The recent surge in trade conflicts signals a potential shift away from the decades-long trend toward more open global trade. This reflects deeper changes in the world order, including:
- Shifting power balances between established economies like the U.S. and rising powers like China.
- Growing domestic political pressure from communities that feel harmed by globalization.
- Increasing concerns about economic security and supply chain resilience, especially after disruptions like the COVID-19 pandemic.
- The blending of economic and national security objectives in trade policy.
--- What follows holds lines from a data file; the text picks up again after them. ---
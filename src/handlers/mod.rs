//! HTTP handlers

pub mod health;
pub mod default_risk;
pub mod impairment;
pub mod branch;
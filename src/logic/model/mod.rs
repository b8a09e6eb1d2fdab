//! Model loading and inference
//!
//! - `bundle`: on-disk JSON bundle format and companion parts
//! - `predictor`: capability-resolved in-process inference
//! - `registry`: startup loading, keyed lookup, load status
//! - `fallback`: rule-based scorer for unavailable models
//! - `scoring`: derive-assemble-predict-calibrate entry point

pub mod bundle;
pub mod fallback;
pub mod predictor;
pub mod registry;
pub mod scoring;

pub use registry::{ModelRegistry, DEFAULT_RISK_MODELS};
pub use scoring::{score_default_risk, ScoreOutcome, ScoreSource};
//! Rule-based fallback scorer
//!
//! Keeps the default-risk service answering when a model failed to load:
//! an arrears-weighted linear score with bounded random jitter. Degraded
//! results are tagged so callers can tell them from model-backed ones.

use rand::Rng;

use crate::logic::record::Record;

/// Raw rule-based probability for a derived record, in [0.01, 0.99].
///
/// Base 10% adjusted by arrears amounts, arrears count and payment
/// behavior, plus uniform jitter in [-0.05, 0.05].
pub fn rule_based_score(record: &Record) -> f64 {
    let jitter = rand::thread_rng().gen_range(-0.05..=0.05);
    rule_based_score_with_jitter(record, jitter)
}

/// Deterministic core of the rule-based scorer.
pub fn rule_based_score_with_jitter(record: &Record, jitter: f64) -> f64 {
    let arrears_capital = record.num_or("ArrearsCapital", 0.0);
    let arrears_od = record.num_or("ArrearsOD", 0.0);
    let rentals_in_arrears = record.num_or("NoOfRentalInArrears", 0.0);
    let on_time_payment = record.num_or("onTimePaymentPercentage", 50.0);

    let mut score = 0.1;

    if arrears_capital > 0.0 {
        score += (arrears_capital / 50000.0).min(0.4);
    }
    if arrears_od > 0.0 {
        score += (arrears_od / 10000.0).min(0.2);
    }
    if rentals_in_arrears > 0.0 {
        score += (rentals_in_arrears / 10.0).min(0.3);
    }

    // Good payment history reduces the score.
    score -= ((on_time_payment - 50.0) / 250.0).min(0.2);

    (score + jitter).clamp(0.01, 0.99)
}

/// Confidence reported for rule-based results. Deliberately lower than
/// the model-backed confidence of the same model name.
pub fn rule_based_confidence(model_name: &str) -> f64 {
    match model_name {
        "random_forest" => 0.65,
        "xgboost" => 0.62,
        "logistic_regression" => 0.60,
        "decision_tree" => 0.58,
        _ => 0.60,
    }
}

#[cfg(test)]
mod tests {
    use super::*;
    use serde_json::json;

    fn record(value: serde_json::Value) -> Record {
        let mut r = Record::new();
        r.merge_value(value);
        r
    }

    #[test]
    fn test_clean_record_scores_low() {
        let clean = record(json!({ "onTimePaymentPercentage": 95 }));
        // 0.1 - (95-50)/250 = 0.1 - 0.18 -> clamped up from negative territory
        let score = rule_based_score_with_jitter(&clean, 0.0);
        assert_eq!(score, 0.01);
    }

    #[test]
    fn test_heavy_arrears_score_high() {
        let distressed = record(json!({
            "ArrearsCapital": 100000,
            "ArrearsOD": 50000,
            "NoOfRentalInArrears": 8,
            "onTimePaymentPercentage": 30,
        }));
        // 0.1 + 0.4 + 0.2 + 0.3 - (-0.08) = 1.08 -> clamped
        let score = rule_based_score_with_jitter(&distressed, 0.0);
        assert_eq!(score, 0.99);
    }

    #[test]
    fn test_jitter_stays_bounded() {
        let r = record(json!({ "ArrearsCapital": 10000, "onTimePaymentPercentage": 50 }));
        let center = rule_based_score_with_jitter(&r, 0.0);
        for _ in 0..50 {
            let score = rule_based_score(&r);
            assert!((score - center).abs() <= 0.05 + 1e-12);
            assert!((0.01..=0.99).contains(&score));
        }
    }

    #[test]
    fn test_rule_based_confidence_map() {
        assert_eq!(rule_based_confidence("random_forest"), 0.65);
        assert_eq!(rule_based_confidence("decision_tree"), 0.58);
        assert_eq!(rule_based_confidence("anything_else"), 0.60);
    }
}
Trade wars aren’t just economic policies – they’re also political instruments and expressions of national values. Their impacts spread throughout the economy, affecting currency markets, supply chains, consumer budgets, and job opportunities.
While temporary protective measures might address specific short-term concerns, the health of the global economy ultimately depends on finding better ways to resolve trade disagreements without triggering destructive cycles of retaliation.
Most economists agree that in the long run, expanded trade tends to increase overall prosperity, though the benefits aren’t always shared equally. The challenge for policymakers is finding ways to maintain the advantages of open trade while addressing legitimate concerns about fairness, job displacement, and national security.